Why Do Viruses Like COVID-19 and the Flu Mutate Rapidly and What Does it Mean for Vaccines?



Have you ever wondered why you have to get a flu shot every year, but some vaccines are one-and-done? It all has to do with how and how fast viruses evolve — and that depends on mutation rates.

Viruses are tiny microbes, even smaller than bacteria, made up of either RNA or DNA enveloped in a coat of protein, according to the National Human Genome Institute. Viruses can reproduce, sometimes quite rapidly, but they can’t do it without a host.

For a virus to make more viruses, it must infect a cell and then use that cell to make copies of itself. Basically, a virus hijacks a cell and forces it to reproduce the virus. The original cell usually dies, but the viruses it has churned out go on to infect other cells, according to the Memorial Sloan Kettering Cancer Center.

The body’s immune system does its best to keep these viruses in check. But some viruses evolve quickly, making it difficult for the immune system to keep up. One reason viruses evolve so quickly is that they mutate rapidly.

Most RNA viruses — the flu virus or COVID-19, for example — mutate especially fast. High mutation rates increase the amount of genetic variation in the population. This means there’s a greater chance that a variant will evolve and make the virus spread faster or make the host sicker. That’s also why it’s difficult to make vaccines for rapidly evolving viruses. The goalposts keep moving.


Read More: COVID-19: A Basic Guide to Different Vaccine Types and How They Work


Why RNA Viruses Mutate Quickly

But why do RNA viruses mutate so fast? At least part of the reason is that RNA viruses, unlike DNA viruses, don’t check their work. Almost all DNA polymerases have proofreading mechanisms. (Polymerases are enzymes that help assemble new strands of DNA and RNA.)

These proofreaders can detect copying errors. If they find a mistake, they can fix it. However, almost all RNA polymerases lack that ability, explains Adam Lauring, a scientist at the University of Michigan who studies viral evolution.

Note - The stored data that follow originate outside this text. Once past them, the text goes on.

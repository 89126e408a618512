//! Configuration for the payments client.
//!
//! Loads configuration from environment variables with sensible defaults.

use crate::poller::PollOptions;
use serde::{Deserialize, Serialize};
use std::env;
use std::time::Duration;

/// Default payments API base URL (local Django backend)
pub const DEFAULT_API_BASE: &str = "http://localhost:8000/api/payments";

/// Payments configuration loaded from environment variables.
#[derive(Debug, Clone, Serialize, Deserialize)]
pub struct PaymentsConfig {
    /// Base URL of the payments API, without trailing slash
    pub api_base: String,
    /// Bearer token sent with every request
    pub api_token: Option<String>,
    /// HTTP request timeout in seconds
    pub http_timeout_secs: u64,
    /// Status poll settings
    pub poll: PollConfig,
}

/// Status polling configuration
#[derive(Debug, Clone, Serialize, Deserialize)]
pub struct PollConfig {
    /// Maximum number of status checks per session
    pub max_attempts: u32,
    /// Milliseconds between checks
    pub interval_ms: u64,
    /// Milliseconds before the first check
    pub initial_delay_ms: u64,
}

impl Default for PaymentsConfig {
    fn default() -> Self {
        let poll = PollOptions::default();
        Self {
            api_base: DEFAULT_API_BASE.to_string(),
            api_token: None,
            http_timeout_secs: 10,
            poll: PollConfig {
                max_attempts: poll.max_attempts,
                interval_ms: duration_ms(poll.interval),
                initial_delay_ms: duration_ms(poll.initial_delay),
            },
        }
    }
}

impl PaymentsConfig {
    /// Load configuration from environment variables.
    ///
    /// Missing or unparsable values fall back to the defaults, as do zero
    /// attempt counts and zero timeouts.
    #[must_use]
    pub fn from_env() -> Self {
        Self::from_lookup(|name| env::var(name).ok())
    }

    /// Build configuration from any `TRAILS_*` variable source.
    #[must_use]
    pub fn from_lookup(lookup: impl Fn(&str) -> Option<String>) -> Self {
        let defaults = Self::default();
        let parse = |name: &str| lookup(name).and_then(|value| value.trim().parse::<u64>().ok());
        let positive = |name: &str| parse(name).filter(|value| *value > 0);

        Self {
            api_base: lookup("TRAILS_API_BASE")
                .map(|base| base.trim_end_matches('/').to_string())
                .unwrap_or(defaults.api_base),
            api_token: lookup("TRAILS_API_TOKEN").filter(|token| !token.is_empty()),
            http_timeout_secs: positive("TRAILS_HTTP_TIMEOUT_SECS")
                .unwrap_or(defaults.http_timeout_secs),
            poll: PollConfig {
                max_attempts: positive("TRAILS_POLL_MAX_ATTEMPTS")
                    .and_then(|value| u32::try_from(value).ok())
                    .unwrap_or(defaults.poll.max_attempts),
                interval_ms: parse("TRAILS_POLL_INTERVAL_MS").unwrap_or(defaults.poll.interval_ms),
                initial_delay_ms: parse("TRAILS_POLL_INITIAL_DELAY_MS")
                    .unwrap_or(defaults.poll.initial_delay_ms),
            },
        }
    }

    /// HTTP request timeout
    #[must_use]
    pub const fn http_timeout(&self) -> Duration {
        Duration::from_secs(self.http_timeout_secs)
    }

    /// Poll options derived from this configuration
    #[must_use]
    pub const fn poll_options(&self) -> PollOptions {
        PollOptions {
            max_attempts: self.poll.max_attempts,
            interval: Duration::from_millis(self.poll.interval_ms),
            initial_delay: Duration::from_millis(self.poll.initial_delay_ms),
        }
    }
}

fn duration_ms(duration: Duration) -> u64 {
    u64::try_from(duration.as_millis()).unwrap_or(u64::MAX)
}
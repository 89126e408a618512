//! Route rewriting for unknown ticket IDs.

/// Route prefixes that carry a ticket ID
const TICKET_ROUTE_PREFIXES: [&str; 3] = ["/ticket-booking/", "/booking/", "/tickets/"];

/// Generic ticket listing route
pub const TICKET_LISTING_PATH: &str = "/tickets";

/// Booking route for `ticket_id`
#[must_use]
pub fn booking_path(ticket_id: u32) -> String {
    format!("/booking/{ticket_id}")
}

/// Rewrite `current_path` so that it points at `fallback_id`.
///
/// - `/booking/{x}`, `/ticket-booking/{x}` and `/tickets/{x}` keep their prefix
///   and swap the ID.
/// - The ticket index (`/tickets` or `/tickets/`) routes to the listing.
/// - Anything else goes to `/booking/{fallback_id}`.
#[must_use]
pub fn compute_redirect_path(current_path: &str, fallback_id: u32) -> String {
    let path = current_path.split(['?', '#']).next().unwrap_or_default();

    if path == TICKET_LISTING_PATH || path == "/tickets/" {
        return TICKET_LISTING_PATH.to_string();
    }

    TICKET_ROUTE_PREFIXES
        .iter()
        .find(|prefix| path.starts_with(**prefix))
        .map_or_else(
            || booking_path(fallback_id),
            |prefix| format!("{prefix}{fallback_id}"),
        )
}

That’s one reason you have to get an influenza vaccination every year.

Flu is caused by an RNA virus that evolves so fast that this year’s strain is not enough like last year’s for the immune system to recognize it.

Why COVID Mutates So Fast

However, there’s one family of RNA viruses in which the members do have a proofreading mechanism: The coronaviruses. Yep, that’s the family that SARS-CoV-2, the virus that causes COVID-19, is a part of.

“Their mutation rates, believe it or not, are about tenfold lower than for other RNA viruses,” says Lauring. “They’re not quite as good as DNA viruses, but they can actually fix their mistakes to a certain degree.”

Although SARS-CoV-2 has lower mutation rates than other RNA viruses, it still evolves rapidly, just like the flu virus. If SARS-CoV-2 has a proofreading mechanism, why does it evolve as quickly as influenza, which doesn’t have one? To understand this, we need to think not of the biochemical mutation rate — how many mutations occur per unit time when copying the genome — but of how the virus has accumulated mutations in the population over time, says Lauring.

Since the pandemic began, more than 700 million people have been infected with SARS-CoV-2, according to the World Health Organization. So even though the virus makes fewer mistakes than other RNA viruses, in such a large population, those mutations add up quickly.

How Measles Mutates

While we are understanding the flu and COVID, what about measles? Measles is also caused by an RNA virus, yet despite its high mutation rate, the virus isn’t that much different from what it was decades ago. The measles vaccine in use today is the same strain that was introduced in the 1960s, and it’s still just as effective. In most cases, a measles vaccination covers you for life.

Now we know the measles virus mutates rapidly, but doesn’t evolve quickly. Why? A study published in the journal Cell Reports Medicine in April 2021 proposed an answer to that question. The researchers found that it has to do with how the measles virus evolves.

Even though the virus spawns a lot of mutations, it’s virtually impossible that those mutations will be able to evade the immune system and, at the same time, remain capable of replicating. It mutates, but those mutations do it no good when it comes to making us sick.

Lauring explains this to his students with this analogy: If there were a mutation that gave a giraffe three legs, that giraffe wouldn’t live very long; a predator would pick it off quickly. And that’s how a lot of mutations work, including those of the measles virus. They don’t provide anything that will make the virus better at what it does. And sometimes mutations, like those that create a three-legged giraffe, make it easier for the immune system to do its job.

This article is not offering medical advice and should be used for informational purposes only.